_TASK TO COMPLETE_
When you find the line with "mapping.insert(record.identity, record.trusted);" among the records below, reproduce it and each line after it exactly, ending with the line with "Build the mapping".

_RECORDS SHOWN_
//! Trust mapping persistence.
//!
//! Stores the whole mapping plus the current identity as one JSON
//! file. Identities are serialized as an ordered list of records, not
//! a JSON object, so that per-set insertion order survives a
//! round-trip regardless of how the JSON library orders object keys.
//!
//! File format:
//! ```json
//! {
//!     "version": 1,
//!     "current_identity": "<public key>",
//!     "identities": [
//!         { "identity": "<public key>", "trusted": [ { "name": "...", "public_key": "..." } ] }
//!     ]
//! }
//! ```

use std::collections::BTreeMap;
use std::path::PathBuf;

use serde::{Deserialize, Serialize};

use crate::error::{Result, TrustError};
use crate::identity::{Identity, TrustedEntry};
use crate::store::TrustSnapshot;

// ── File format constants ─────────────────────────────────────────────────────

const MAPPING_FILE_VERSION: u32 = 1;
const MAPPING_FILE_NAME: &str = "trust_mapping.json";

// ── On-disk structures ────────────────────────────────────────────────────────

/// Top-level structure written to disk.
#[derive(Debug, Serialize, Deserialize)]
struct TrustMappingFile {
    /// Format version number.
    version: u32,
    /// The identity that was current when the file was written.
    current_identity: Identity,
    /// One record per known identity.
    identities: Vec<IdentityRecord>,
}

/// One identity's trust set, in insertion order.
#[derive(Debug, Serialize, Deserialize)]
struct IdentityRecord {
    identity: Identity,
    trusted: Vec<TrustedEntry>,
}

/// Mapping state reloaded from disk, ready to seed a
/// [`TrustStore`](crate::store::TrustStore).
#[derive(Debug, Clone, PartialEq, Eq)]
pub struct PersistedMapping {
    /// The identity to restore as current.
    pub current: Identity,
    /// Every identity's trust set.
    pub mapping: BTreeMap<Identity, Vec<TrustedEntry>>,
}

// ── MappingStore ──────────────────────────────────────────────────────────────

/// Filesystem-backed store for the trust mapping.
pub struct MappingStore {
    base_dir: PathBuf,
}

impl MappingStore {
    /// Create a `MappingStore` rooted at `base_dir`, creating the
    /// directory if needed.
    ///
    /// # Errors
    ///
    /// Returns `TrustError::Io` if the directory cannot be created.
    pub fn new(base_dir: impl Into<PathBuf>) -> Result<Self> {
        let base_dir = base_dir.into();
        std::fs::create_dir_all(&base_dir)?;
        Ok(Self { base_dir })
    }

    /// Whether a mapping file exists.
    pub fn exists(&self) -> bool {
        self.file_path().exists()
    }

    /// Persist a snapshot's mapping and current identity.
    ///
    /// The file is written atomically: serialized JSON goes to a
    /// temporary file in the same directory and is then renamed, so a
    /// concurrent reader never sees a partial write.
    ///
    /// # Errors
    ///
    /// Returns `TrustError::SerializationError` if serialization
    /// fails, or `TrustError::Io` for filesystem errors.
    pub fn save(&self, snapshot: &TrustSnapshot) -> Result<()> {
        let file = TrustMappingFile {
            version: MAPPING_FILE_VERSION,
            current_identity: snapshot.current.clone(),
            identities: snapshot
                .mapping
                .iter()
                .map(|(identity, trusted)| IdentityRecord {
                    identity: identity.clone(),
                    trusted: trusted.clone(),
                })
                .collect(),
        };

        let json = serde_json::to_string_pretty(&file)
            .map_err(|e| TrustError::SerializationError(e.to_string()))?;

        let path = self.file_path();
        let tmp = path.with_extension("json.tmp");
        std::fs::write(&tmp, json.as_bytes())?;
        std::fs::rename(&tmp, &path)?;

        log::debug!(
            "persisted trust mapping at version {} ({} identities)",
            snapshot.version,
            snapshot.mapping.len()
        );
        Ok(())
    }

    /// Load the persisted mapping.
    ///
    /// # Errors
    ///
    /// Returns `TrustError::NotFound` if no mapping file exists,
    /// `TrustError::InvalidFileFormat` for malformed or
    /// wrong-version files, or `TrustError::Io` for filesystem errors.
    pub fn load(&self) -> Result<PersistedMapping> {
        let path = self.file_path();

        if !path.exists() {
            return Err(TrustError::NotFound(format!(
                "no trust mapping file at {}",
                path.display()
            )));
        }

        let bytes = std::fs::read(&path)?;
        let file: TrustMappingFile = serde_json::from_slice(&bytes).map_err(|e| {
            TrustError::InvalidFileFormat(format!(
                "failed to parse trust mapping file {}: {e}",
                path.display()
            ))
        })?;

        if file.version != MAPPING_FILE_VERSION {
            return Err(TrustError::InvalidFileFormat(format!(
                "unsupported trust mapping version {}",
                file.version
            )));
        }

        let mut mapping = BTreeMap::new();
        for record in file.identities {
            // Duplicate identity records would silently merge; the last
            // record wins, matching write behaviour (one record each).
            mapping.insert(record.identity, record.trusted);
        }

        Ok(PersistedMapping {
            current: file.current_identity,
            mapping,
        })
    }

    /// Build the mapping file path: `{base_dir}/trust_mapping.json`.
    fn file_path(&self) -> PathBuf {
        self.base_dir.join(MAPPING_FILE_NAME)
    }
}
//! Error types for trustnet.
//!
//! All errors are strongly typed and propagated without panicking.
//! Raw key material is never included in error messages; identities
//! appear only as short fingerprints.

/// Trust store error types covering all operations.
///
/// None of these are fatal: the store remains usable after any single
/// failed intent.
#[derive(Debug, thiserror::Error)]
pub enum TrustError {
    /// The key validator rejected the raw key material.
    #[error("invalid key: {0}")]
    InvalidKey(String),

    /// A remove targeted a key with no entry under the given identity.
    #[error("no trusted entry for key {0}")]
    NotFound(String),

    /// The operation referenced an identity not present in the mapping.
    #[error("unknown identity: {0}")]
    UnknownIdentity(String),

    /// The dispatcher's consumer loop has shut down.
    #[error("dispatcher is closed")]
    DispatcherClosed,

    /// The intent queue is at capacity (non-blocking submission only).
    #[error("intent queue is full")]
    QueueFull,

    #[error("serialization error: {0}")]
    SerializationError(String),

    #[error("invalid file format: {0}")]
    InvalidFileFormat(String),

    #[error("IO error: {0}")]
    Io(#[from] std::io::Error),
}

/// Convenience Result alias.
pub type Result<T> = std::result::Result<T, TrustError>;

_RESULT OF THIS TASK_
            mapping.insert(record.identity, record.trusted);
        }

        Ok(PersistedMapping {
            current: file.current_identity,
            mapping,
        })
    }

    /// Build the mapping file path: `{base_dir}/trust_mapping.json`.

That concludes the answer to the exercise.